● **TASK OBJECTIVE**: Please copy each line below that contains the word "warn".

● **INPUT**:
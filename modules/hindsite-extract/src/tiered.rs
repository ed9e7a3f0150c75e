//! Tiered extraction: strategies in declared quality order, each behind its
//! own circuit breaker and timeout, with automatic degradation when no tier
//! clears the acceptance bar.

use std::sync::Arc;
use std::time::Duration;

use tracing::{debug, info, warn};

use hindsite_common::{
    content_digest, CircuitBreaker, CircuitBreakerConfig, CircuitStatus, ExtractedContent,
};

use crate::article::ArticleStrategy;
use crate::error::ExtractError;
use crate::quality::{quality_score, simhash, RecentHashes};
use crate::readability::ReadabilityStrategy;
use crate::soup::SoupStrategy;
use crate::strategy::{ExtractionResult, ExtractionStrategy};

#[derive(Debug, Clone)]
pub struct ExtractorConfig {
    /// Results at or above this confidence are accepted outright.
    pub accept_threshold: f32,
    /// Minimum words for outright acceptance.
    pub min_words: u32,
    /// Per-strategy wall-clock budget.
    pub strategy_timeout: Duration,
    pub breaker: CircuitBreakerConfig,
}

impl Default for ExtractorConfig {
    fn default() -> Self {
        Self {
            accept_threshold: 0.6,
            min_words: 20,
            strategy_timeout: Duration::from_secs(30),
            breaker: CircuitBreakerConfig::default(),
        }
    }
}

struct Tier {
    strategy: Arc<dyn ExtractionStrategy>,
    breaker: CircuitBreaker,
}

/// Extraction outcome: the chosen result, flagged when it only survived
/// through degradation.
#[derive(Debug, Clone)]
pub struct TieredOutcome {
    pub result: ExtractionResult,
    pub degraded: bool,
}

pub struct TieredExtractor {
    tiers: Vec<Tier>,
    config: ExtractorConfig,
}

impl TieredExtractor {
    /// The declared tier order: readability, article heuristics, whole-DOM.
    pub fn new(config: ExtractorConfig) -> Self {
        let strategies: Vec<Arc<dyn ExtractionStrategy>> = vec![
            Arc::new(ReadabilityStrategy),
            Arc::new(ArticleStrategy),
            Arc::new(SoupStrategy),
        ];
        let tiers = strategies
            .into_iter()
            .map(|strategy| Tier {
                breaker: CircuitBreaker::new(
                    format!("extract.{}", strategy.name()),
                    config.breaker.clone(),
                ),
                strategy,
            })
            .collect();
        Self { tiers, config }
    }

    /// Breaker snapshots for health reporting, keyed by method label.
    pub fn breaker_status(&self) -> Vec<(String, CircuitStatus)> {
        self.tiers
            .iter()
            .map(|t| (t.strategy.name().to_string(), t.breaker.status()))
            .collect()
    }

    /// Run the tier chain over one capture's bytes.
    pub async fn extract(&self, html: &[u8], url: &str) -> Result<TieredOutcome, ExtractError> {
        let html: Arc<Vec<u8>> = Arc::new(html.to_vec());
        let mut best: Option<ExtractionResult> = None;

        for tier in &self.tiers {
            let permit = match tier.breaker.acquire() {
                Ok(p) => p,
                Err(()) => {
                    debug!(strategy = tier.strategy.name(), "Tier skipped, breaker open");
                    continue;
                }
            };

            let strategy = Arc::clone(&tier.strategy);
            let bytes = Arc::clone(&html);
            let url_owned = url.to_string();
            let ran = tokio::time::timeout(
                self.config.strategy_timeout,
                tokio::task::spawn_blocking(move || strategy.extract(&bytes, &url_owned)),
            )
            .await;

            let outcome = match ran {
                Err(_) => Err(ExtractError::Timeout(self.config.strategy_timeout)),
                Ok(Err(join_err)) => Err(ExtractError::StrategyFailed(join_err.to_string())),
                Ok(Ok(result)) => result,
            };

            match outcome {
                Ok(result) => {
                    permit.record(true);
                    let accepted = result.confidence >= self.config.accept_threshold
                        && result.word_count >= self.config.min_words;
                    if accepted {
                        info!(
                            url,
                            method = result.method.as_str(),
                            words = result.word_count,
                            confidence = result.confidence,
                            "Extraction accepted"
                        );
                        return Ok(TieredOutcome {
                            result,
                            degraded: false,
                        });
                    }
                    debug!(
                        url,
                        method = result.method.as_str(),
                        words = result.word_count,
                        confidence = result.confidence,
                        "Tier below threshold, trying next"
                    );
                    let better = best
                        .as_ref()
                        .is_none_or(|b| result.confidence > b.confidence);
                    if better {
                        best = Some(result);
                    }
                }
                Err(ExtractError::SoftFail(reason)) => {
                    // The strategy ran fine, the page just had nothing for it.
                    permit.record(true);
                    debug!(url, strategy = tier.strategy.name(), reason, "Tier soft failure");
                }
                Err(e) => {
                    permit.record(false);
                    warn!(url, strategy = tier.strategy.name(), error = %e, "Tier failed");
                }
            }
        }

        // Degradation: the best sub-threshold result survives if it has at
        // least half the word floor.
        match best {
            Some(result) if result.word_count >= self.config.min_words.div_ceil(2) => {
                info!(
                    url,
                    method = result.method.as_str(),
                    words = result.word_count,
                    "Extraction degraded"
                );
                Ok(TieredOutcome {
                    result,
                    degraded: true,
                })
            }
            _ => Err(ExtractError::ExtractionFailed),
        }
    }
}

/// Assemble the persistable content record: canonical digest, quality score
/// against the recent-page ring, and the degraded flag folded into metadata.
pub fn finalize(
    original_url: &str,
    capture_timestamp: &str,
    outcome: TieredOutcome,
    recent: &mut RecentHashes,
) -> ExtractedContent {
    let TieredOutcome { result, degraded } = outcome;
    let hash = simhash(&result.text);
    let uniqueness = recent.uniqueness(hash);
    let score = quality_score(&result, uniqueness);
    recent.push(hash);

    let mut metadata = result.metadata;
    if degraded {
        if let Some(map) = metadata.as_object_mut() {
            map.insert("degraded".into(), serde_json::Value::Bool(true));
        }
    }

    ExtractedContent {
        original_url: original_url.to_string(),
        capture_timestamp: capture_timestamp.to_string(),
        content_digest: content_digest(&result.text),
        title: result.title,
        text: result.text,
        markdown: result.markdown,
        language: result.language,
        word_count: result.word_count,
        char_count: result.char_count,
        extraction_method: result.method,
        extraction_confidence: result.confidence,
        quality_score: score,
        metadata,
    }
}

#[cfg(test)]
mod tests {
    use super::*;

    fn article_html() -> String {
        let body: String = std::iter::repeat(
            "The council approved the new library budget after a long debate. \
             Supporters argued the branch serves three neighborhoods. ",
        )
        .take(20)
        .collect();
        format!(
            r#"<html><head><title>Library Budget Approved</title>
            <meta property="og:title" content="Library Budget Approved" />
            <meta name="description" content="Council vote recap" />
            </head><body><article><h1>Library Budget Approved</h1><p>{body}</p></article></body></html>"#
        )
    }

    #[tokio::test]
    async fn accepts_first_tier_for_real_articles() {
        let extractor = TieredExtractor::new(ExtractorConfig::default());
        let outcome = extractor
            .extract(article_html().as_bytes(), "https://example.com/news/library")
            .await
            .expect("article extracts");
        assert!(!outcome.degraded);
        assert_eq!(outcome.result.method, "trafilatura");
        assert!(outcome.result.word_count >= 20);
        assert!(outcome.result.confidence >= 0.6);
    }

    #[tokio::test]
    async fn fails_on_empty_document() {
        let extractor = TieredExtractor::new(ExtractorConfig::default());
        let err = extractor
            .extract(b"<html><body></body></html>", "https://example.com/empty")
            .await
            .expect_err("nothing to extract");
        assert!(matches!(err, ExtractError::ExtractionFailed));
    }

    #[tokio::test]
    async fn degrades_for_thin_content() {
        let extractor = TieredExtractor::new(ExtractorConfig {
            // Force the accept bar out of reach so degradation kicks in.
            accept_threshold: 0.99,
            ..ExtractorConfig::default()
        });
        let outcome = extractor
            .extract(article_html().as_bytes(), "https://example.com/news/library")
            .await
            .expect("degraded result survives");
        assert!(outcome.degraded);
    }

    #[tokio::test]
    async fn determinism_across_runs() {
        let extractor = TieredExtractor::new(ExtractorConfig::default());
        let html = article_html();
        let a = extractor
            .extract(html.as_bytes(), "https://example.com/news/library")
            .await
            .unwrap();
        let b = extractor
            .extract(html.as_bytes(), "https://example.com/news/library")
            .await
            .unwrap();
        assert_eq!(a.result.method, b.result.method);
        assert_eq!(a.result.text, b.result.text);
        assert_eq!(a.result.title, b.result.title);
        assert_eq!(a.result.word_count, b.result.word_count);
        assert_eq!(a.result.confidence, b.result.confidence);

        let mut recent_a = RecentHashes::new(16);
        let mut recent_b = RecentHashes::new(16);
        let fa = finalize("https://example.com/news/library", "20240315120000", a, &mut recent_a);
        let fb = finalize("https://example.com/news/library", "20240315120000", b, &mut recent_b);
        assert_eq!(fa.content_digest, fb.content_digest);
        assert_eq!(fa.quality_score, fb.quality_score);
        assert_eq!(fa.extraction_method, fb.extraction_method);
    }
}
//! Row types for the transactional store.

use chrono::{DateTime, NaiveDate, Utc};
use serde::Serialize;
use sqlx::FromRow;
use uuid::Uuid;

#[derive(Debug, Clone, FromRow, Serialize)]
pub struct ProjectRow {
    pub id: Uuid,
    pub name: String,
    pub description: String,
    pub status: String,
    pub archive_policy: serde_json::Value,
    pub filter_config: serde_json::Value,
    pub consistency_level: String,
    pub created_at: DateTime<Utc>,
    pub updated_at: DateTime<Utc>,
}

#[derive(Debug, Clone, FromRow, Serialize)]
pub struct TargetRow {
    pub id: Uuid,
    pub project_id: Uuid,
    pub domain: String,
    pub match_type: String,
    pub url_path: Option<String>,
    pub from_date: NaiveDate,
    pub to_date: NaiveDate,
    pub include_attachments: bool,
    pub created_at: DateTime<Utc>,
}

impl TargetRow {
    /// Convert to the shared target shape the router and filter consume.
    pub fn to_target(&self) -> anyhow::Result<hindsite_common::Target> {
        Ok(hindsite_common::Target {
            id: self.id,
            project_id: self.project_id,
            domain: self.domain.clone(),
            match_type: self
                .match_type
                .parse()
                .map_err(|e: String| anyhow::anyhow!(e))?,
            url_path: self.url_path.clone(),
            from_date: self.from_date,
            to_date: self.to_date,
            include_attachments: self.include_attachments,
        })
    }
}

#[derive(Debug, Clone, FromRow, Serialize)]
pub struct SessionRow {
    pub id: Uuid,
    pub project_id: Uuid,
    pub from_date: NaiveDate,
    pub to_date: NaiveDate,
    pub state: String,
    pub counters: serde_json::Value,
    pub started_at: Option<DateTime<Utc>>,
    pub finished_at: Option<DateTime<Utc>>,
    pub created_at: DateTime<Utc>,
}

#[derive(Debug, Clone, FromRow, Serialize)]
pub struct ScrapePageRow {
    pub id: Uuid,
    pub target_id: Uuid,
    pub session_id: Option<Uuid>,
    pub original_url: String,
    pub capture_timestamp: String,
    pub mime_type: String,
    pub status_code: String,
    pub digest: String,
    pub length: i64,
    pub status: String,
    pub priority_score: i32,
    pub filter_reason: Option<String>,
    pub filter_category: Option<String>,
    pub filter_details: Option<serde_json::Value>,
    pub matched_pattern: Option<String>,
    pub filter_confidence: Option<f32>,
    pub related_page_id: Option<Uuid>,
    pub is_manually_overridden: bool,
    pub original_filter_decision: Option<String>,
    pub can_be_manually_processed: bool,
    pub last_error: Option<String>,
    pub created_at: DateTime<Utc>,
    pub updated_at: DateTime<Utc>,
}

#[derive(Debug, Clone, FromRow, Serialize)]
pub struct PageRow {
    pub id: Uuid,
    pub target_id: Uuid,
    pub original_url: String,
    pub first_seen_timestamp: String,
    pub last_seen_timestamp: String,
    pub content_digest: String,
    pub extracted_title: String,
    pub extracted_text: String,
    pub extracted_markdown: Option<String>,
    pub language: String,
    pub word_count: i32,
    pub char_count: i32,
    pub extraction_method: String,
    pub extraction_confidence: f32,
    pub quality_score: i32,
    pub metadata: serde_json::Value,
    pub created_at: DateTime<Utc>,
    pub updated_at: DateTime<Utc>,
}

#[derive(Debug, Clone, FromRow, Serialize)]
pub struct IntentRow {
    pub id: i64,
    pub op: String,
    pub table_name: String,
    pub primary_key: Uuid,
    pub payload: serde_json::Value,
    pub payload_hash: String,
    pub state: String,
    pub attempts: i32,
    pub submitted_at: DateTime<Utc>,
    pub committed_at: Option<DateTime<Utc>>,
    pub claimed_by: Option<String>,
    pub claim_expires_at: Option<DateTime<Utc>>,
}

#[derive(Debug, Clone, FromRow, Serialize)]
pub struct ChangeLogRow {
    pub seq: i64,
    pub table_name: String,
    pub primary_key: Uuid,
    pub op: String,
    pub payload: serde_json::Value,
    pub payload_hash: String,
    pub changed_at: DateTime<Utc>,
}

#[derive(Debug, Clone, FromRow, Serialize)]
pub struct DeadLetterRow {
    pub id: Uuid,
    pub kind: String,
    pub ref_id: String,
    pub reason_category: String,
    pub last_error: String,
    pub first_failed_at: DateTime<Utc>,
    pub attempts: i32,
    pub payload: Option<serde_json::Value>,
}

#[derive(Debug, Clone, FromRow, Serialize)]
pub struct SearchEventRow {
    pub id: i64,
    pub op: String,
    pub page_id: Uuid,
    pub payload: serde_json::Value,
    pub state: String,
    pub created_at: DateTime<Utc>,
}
---
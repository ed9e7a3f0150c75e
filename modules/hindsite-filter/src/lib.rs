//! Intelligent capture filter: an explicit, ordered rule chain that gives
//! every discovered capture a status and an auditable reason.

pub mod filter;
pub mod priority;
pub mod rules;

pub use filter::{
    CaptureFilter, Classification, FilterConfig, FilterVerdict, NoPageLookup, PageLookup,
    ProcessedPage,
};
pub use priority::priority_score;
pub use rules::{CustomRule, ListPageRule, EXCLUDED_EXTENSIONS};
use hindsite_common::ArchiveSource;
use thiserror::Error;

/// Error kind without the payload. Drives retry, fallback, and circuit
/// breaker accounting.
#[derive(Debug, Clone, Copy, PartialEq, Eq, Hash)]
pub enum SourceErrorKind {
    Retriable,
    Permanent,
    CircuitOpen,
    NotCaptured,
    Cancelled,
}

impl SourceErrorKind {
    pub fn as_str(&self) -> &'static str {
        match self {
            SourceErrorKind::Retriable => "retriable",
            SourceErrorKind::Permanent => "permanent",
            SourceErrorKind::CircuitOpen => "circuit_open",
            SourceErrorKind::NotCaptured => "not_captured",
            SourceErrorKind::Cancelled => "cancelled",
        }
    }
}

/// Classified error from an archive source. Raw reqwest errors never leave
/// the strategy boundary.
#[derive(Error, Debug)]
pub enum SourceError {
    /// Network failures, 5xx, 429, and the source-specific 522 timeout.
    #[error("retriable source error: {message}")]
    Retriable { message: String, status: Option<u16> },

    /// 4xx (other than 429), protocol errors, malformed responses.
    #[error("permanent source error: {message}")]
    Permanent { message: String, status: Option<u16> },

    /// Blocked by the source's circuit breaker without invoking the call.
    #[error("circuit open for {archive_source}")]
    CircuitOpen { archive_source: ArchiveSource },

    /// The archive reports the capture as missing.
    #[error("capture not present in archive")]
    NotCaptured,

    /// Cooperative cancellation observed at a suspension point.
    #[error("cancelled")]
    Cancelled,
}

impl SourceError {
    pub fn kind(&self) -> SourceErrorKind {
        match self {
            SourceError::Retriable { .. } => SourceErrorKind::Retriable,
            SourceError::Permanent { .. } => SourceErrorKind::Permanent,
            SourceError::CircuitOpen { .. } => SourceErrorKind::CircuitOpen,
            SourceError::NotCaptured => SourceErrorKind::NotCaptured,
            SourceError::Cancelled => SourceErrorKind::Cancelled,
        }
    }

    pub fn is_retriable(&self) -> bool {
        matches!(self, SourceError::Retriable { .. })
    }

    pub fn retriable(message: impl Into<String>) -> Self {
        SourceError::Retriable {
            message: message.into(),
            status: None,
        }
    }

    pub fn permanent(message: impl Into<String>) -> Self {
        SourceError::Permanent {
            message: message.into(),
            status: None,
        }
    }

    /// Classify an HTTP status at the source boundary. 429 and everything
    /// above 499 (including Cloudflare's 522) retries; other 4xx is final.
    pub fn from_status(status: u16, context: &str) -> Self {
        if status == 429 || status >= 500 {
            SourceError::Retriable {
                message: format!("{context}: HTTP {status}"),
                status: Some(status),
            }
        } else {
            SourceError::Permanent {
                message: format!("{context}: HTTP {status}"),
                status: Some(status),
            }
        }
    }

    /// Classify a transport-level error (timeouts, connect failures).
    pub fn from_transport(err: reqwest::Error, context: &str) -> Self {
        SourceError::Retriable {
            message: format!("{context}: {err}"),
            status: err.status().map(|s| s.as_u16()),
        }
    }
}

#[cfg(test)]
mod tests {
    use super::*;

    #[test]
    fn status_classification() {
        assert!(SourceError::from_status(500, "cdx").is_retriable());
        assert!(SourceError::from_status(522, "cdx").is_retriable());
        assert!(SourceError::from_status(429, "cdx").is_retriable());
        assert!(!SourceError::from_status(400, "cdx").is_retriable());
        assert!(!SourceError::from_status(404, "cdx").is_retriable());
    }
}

● **REPLY**:
use tracing::{debug, info, warn};
                    warn!(url, strategy = tier.strategy.name(), error = %e, "Tier failed");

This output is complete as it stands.